The arms and the breasts
45
What is the largest mass of lymphatic tissue in the body?
The spleen. Highly vascular and acts as a resorvoir and filter of the blood BUT NOT LYMPH. It is also involved in the the destruction of old cells and other substances by phagocytosis. Located on left side above the kidneys. The spleen makes antibodies, lymphocytes and plasma cells. Only makes erythrocytes during foetal development.
46
What are Peyer's patches?
a cluster of lymph nodes in the wall of the ileum where they provide protection against pathogens in the GI tract and protect against absorption of toxins from the contents of the GI tract.
47
What role does bone marrow play in blood production?
Blood producing tissue is located in the medullary cavity of certain bones. Stem cells give rise to all of the different types of blood cells during haemaopoeisis.
48
What is haematopoiesis?
Blood cell production
49
What are the two types of bone marrow?
Red and yellow Red marrow- consists of myeloid tissue ( for haematopoiesis). in chicldren all bone marrow is red and involved in the forming of blood cells. Yellow marrow- consists mainly of fat cells.
50
Where can red bone marrow be found in adults?
Bones of the trunk and skull. The bones of the limbs contain yellow marrow which is not involved in making blood cells but can be converted to red bone marrow when more blood is needed.
51
What is the most important lymphatic vessel
Thoracic duct ( left lymphatic duct). Received lymph drained from 75% of areas. Returns it to the general circulation via the left subclavian and left jugular veins.
52
What is the right lymphatic duct?
Receives lymph from the right side of the head, upper right trunk and right arm. It returns the lymph bac at the junction of the right subclavian and right jugular veins.
53
What are all cells bathed in?
Tissue ( interstitial) fluid. | This occupies the space between cells and is their immediate environment.
54
How is tissue fluid formed?
From blood plasma that diffuses from the arteriole end of capillaries.
55
How does tissue fluid differ to plasma?
It is milky clear but does not contain any erythrocytes or big proteins because both are too large to cross the capillary walls ( unless these walls are damaged).
56
How does tissue fluid become lymph?
Some tissue fluid is returned to the capillaries at the venule end. Any fluid that remains is drained into blind ending, thin walled vessels called lymphatic vessels. The fluid is then called lymph.
57
Is the lymphatic system pressurised?
No. There is no pump or the lymphatic system. Instead, fluid oozes into the lymphatic system and moves into the lymph nodes by normal skeletal and muscle motion.
58
How do lymph vessels prevent backflow?
One way valves.
59
What are the three functions of the lymphatic system?

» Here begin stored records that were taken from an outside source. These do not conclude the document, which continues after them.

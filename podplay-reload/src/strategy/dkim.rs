//! DKIM: publish a domain's generated public key in its BIND zone.

use std::fs;
use std::path::{Path, PathBuf};
use std::sync::Arc;

use async_trait::async_trait;
use chrono::Local;

use podplay_core::types::{ServiceKind, WatchedArtifact, DKIM_PRIVATE_FILE, DKIM_RECORD_FILE};
use podplay_core::Settings;
use podplay_validator::require_present;
use podplay_zone::{extract_public_key, patch_zone};

use super::{resolve_domain, ExecuteContext, ExecuteReport, ReloadStrategy};
use crate::command::run_spec;
use crate::error::{io_err, ReloadError};
use crate::writer::atomic_write;

pub struct DkimStrategy {
    settings: Arc<Settings>,
    domain: Option<String>,
}

impl DkimStrategy {
    pub fn new(settings: Arc<Settings>, domain: Option<String>) -> Self {
        Self { settings, domain }
    }

    fn domain_for(&self, artifact: &WatchedArtifact) -> Result<String, ReloadError> {
        resolve_domain(artifact, self.domain.as_deref())
    }

    fn zone_file(&self, artifact: &WatchedArtifact) -> Result<PathBuf, ReloadError> {
        Ok(self.settings.paths.zone_file(&self.domain_for(artifact)?))
    }

    /// Put the zone back after the checker rejected the patched text.
    fn restore_zone(&self, ctx: &ExecuteContext<'_>, zone_path: &Path, original: &str) {
        let restored = match ctx.backup_of(zone_path) {
            Some(backup) => ctx.backup_manager.restore(&backup.copy, zone_path),
            None => fs::write(zone_path, original).map_err(|e| io_err(zone_path, e)),
        };
        if let Err(err) = restored {
            tracing::error!(zone = %zone_path.display(), error = %err, "failed to restore zone");
        }
    }
}

/// Read `default.txt` and pull out its `p=` payload.
pub fn read_public_key(record_path: &Path) -> Result<String, ReloadError> {
    let text = fs::read_to_string(record_path).map_err(|e| io_err(record_path, e))?;
    extract_public_key(&text).ok_or_else(|| ReloadError::NoPublicKey {
        path: record_path.to_path_buf(),
    })
}

#[async_trait]
impl ReloadStrategy for DkimStrategy {
    fn service(&self) -> ServiceKind {
        ServiceKind::Dkim
    }

    async fn validate(&self, artifact: &WatchedArtifact) -> Result<(), ReloadError> {
        let dir = artifact.dir();
        let record = dir.join(DKIM_RECORD_FILE);
        let private = dir.join(DKIM_PRIVATE_FILE);
        require_present(&[record.as_path(), private.as_path()])?;
        read_public_key(&record)?;
        self.domain_for(artifact)?;
        Ok(())
    }

    fn backup_targets(&self, artifact: &WatchedArtifact) -> Vec<PathBuf> {
        self.zone_file(artifact).into_iter().collect()
    }

    async fn execute(&self, ctx: ExecuteContext<'_>) -> Result<ExecuteReport, ReloadError> {
        let domain = self.domain_for(ctx.artifact)?;
        let key = read_public_key(&ctx.artifact.dir().join(DKIM_RECORD_FILE))?;
        let zone_path = self.settings.paths.zone_file(&domain);

        let original = fs::read_to_string(&zone_path).map_err(|e| io_err(&zone_path, e))?;
        let patch = patch_zone(&original, &key, Local::now().date_naive())?;
        atomic_write(&zone_path, &patch.text)?;
        tracing::info!(
            domain = %domain,
            old_serial = %patch.old_serial,
            new_serial = %patch.new_serial,
            edit = ?patch.edit,
            "zone patched",
        );

        let zone_file = zone_path.to_string_lossy().to_string();
        let vars = [("domain", domain.as_str()), ("zone_file", zone_file.as_str())];
        let commands = &self.settings.commands;

        if let Err(err) = run_spec(&commands.zone_check, &vars).await {
            self.restore_zone(&ctx, &zone_path, &original);
            return Err(ReloadError::ZoneRejected {
                domain,
                source: Box::new(err),
            });
        }

        // The patched zone stays in place; the next successful reload picks it up.
        run_spec(&commands.zone_reload, &vars).await?;
        tracing::info!(domain = %domain, "zone reloaded");

        Ok(ExecuteReport {
            reload_confirmed: Some(true),
            ..ExecuteReport::default()
        })
    }

    async fn health_check(&self, report: &ExecuteReport) -> bool {
        report.reload_confirmed.unwrap_or(false)
    }
}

1) Removal of interstitial fluid from tissues 2) Absorption and transportation of fats to the circulatory system 3) Transportation of immune cells to and from the lymph nodes.
60
What is the large vessel running parallel to the spinal column transporting lymph called?
Thoracic duct.
61
What is albumin?
The smallest and most abundant of the plasma proteins. It helps maintain plasma colloid osmotic pressure.